**Activity**
Transcribe, word for word and without additions, each line below from the one containing "if bytes.len() >" through the one containing "fn pad_is_zero(buf: &DecodeBuffer)", both ends included.

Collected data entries
━━━

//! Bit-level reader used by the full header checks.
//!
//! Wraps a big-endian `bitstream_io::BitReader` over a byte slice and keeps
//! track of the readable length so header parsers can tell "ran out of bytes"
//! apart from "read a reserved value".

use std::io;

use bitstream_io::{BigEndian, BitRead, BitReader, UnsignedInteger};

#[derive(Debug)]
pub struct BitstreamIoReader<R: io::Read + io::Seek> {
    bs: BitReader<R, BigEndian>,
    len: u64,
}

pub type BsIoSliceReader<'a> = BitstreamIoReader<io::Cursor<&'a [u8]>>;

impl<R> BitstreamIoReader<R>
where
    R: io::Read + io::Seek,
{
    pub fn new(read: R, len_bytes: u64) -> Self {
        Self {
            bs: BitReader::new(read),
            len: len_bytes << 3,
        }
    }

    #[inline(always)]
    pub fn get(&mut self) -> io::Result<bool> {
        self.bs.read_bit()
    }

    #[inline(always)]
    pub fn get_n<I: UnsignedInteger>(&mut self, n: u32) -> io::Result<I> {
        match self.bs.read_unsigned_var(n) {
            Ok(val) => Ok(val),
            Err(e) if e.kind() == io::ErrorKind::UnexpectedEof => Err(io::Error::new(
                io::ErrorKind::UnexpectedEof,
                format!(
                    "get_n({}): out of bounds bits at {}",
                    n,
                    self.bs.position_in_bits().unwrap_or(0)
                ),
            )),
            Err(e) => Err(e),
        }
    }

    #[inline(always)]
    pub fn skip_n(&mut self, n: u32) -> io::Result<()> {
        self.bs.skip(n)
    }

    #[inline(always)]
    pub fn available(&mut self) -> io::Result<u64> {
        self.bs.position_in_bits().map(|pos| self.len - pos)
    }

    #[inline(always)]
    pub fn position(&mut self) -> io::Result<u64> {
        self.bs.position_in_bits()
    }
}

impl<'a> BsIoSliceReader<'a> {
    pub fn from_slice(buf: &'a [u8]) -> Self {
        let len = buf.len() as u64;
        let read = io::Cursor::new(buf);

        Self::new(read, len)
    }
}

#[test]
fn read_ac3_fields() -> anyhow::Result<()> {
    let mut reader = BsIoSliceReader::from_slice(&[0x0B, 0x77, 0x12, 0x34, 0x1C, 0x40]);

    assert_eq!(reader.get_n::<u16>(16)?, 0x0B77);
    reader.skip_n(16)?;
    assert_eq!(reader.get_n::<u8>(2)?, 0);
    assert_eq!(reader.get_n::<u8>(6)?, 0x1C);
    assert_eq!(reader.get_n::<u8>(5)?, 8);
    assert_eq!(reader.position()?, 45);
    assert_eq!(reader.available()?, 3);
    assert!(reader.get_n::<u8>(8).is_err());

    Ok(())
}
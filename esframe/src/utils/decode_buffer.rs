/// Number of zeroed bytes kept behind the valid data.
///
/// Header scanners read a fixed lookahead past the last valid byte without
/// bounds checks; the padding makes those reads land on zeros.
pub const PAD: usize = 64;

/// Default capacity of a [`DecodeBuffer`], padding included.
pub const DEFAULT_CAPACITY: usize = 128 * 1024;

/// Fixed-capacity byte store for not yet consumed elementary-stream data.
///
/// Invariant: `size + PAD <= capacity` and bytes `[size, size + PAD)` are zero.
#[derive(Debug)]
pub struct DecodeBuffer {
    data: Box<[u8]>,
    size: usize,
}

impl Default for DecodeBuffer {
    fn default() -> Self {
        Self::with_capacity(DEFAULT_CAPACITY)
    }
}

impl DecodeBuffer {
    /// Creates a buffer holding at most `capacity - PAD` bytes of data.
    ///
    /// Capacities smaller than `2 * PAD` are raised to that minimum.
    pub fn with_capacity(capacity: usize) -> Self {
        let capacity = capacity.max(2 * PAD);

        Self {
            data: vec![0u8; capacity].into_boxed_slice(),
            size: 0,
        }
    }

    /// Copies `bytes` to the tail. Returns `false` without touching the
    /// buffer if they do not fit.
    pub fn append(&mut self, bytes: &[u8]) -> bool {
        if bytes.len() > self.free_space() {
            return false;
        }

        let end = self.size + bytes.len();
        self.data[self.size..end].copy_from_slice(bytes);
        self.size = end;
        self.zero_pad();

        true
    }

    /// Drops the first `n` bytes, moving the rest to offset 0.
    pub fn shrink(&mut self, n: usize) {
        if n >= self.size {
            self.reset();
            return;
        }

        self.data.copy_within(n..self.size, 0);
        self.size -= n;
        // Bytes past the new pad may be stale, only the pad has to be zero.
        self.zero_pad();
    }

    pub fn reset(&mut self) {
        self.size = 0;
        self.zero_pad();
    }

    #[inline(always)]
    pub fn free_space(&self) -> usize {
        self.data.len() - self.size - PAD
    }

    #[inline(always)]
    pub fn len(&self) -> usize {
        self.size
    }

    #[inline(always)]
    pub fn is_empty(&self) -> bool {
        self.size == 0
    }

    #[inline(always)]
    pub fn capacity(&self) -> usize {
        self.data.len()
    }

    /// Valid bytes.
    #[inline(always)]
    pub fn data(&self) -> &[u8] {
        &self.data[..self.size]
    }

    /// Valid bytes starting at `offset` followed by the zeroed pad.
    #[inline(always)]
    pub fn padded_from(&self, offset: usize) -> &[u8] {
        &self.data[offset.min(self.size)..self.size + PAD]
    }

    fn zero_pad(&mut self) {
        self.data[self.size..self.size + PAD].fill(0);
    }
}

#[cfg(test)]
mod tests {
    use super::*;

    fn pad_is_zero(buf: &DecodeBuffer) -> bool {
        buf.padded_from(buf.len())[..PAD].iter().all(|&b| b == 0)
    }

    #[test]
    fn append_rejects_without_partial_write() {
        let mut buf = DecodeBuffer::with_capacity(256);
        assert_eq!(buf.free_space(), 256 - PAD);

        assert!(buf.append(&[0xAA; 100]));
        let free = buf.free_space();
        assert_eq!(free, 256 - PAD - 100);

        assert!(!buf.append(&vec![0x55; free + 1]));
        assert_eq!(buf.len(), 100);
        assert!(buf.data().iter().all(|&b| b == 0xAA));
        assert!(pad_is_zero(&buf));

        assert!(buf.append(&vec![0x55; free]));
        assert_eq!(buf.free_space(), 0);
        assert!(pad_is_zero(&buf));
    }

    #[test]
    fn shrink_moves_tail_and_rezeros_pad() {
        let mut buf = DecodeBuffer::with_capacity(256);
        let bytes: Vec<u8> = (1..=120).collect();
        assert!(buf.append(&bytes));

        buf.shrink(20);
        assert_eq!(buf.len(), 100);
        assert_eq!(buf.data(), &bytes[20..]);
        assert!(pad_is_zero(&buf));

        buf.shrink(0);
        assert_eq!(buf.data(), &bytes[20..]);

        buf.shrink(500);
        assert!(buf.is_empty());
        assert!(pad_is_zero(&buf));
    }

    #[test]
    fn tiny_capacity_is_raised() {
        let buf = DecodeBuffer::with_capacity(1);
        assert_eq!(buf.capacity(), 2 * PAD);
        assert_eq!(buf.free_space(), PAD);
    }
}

━━━

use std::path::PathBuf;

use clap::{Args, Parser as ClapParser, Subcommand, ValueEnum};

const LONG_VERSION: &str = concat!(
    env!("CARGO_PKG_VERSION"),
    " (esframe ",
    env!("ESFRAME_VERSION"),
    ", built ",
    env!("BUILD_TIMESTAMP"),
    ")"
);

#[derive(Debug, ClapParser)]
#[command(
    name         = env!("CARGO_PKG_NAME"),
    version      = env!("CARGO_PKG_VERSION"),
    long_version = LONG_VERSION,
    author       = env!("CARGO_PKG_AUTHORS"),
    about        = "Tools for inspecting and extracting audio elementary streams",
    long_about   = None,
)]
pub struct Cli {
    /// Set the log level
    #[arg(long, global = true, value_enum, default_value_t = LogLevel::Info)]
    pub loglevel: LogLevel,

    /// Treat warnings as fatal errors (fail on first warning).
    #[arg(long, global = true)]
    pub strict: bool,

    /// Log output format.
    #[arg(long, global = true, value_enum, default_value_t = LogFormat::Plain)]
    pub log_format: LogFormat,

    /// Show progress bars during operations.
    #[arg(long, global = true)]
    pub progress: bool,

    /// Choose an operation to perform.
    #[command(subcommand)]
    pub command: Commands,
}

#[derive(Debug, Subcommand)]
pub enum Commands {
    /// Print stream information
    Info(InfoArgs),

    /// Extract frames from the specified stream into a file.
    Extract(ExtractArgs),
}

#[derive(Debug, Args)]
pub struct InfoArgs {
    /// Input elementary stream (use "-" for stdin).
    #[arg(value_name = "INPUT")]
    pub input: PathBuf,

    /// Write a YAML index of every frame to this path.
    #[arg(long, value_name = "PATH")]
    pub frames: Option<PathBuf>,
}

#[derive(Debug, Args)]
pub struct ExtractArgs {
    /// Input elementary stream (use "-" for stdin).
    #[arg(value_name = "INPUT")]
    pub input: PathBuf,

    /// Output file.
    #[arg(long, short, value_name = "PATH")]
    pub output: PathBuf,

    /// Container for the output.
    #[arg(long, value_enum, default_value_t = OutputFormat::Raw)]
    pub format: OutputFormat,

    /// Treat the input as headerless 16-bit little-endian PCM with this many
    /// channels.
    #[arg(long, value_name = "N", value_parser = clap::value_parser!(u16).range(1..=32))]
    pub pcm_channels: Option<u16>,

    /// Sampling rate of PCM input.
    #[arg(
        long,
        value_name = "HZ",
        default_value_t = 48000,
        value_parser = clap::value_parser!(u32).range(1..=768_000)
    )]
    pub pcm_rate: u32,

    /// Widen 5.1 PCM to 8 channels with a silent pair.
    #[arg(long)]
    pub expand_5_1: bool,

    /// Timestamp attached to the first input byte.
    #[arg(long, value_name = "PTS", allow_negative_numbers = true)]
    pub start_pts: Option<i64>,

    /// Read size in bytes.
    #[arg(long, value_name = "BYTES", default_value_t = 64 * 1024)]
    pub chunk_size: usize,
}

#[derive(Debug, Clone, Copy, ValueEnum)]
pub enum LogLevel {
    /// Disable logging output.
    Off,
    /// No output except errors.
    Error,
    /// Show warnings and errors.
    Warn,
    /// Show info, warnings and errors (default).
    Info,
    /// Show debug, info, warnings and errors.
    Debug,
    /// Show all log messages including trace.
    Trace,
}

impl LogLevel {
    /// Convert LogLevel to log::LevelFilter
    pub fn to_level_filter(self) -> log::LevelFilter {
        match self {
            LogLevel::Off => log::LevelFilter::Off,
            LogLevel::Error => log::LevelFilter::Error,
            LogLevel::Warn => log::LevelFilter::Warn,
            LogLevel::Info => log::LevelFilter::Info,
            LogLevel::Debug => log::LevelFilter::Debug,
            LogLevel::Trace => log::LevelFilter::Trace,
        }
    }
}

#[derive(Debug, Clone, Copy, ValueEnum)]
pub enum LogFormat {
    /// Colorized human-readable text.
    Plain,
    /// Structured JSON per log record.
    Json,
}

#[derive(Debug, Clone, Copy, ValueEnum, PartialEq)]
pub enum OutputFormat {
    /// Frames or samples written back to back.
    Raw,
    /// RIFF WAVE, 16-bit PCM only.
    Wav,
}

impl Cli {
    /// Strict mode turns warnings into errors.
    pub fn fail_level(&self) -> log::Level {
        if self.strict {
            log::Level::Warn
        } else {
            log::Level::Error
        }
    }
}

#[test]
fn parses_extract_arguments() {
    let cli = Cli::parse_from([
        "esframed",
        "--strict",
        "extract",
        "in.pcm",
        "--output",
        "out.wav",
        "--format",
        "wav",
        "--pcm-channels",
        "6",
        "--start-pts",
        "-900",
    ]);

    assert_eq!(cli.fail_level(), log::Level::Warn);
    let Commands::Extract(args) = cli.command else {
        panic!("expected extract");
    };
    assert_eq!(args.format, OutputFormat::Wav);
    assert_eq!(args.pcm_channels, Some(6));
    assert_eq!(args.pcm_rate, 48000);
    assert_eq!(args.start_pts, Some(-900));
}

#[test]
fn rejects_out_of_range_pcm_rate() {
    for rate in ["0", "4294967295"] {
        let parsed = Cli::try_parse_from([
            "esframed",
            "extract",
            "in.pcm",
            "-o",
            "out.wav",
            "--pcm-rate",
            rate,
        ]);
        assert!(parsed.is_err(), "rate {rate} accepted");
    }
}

━━━

**Problem solution**
        if bytes.len() > self.free_space() {
            return false;
        }

        let end = self.size + bytes.len();
        self.data[self.size..end].copy_from_slice(bytes);
        self.size = end;
        self.zero_pad();

        true
    }

    /// Drops the first `n` bytes, moving the rest to offset 0.
    pub fn shrink(&mut self, n: usize) {
        if n >= self.size {
            self.reset();
            return;
        }

        self.data.copy_within(n..self.size, 0);
        self.size -= n;
        // Bytes past the new pad may be stale, only the pad has to be zero.
        self.zero_pad();
    }

    pub fn reset(&mut self) {
        self.size = 0;
        self.zero_pad();
    }

    #[inline(always)]
    pub fn free_space(&self) -> usize {
        self.data.len() - self.size - PAD
    }

    #[inline(always)]
    pub fn len(&self) -> usize {
        self.size
    }

    #[inline(always)]
    pub fn is_empty(&self) -> bool {
        self.size == 0
    }

    #[inline(always)]
    pub fn capacity(&self) -> usize {
        self.data.len()
    }

    /// Valid bytes.
    #[inline(always)]
    pub fn data(&self) -> &[u8] {
        &self.data[..self.size]
    }

    /// Valid bytes starting at `offset` followed by the zeroed pad.
    #[inline(always)]
    pub fn padded_from(&self, offset: usize) -> &[u8] {
        &self.data[offset.min(self.size)..self.size + PAD]
    }

    fn zero_pad(&mut self) {
        self.data[self.size..self.size + PAD].fill(0);
    }
}

#[cfg(test)]
mod tests {
    use super::*;

    fn pad_is_zero(buf: &DecodeBuffer) -> bool {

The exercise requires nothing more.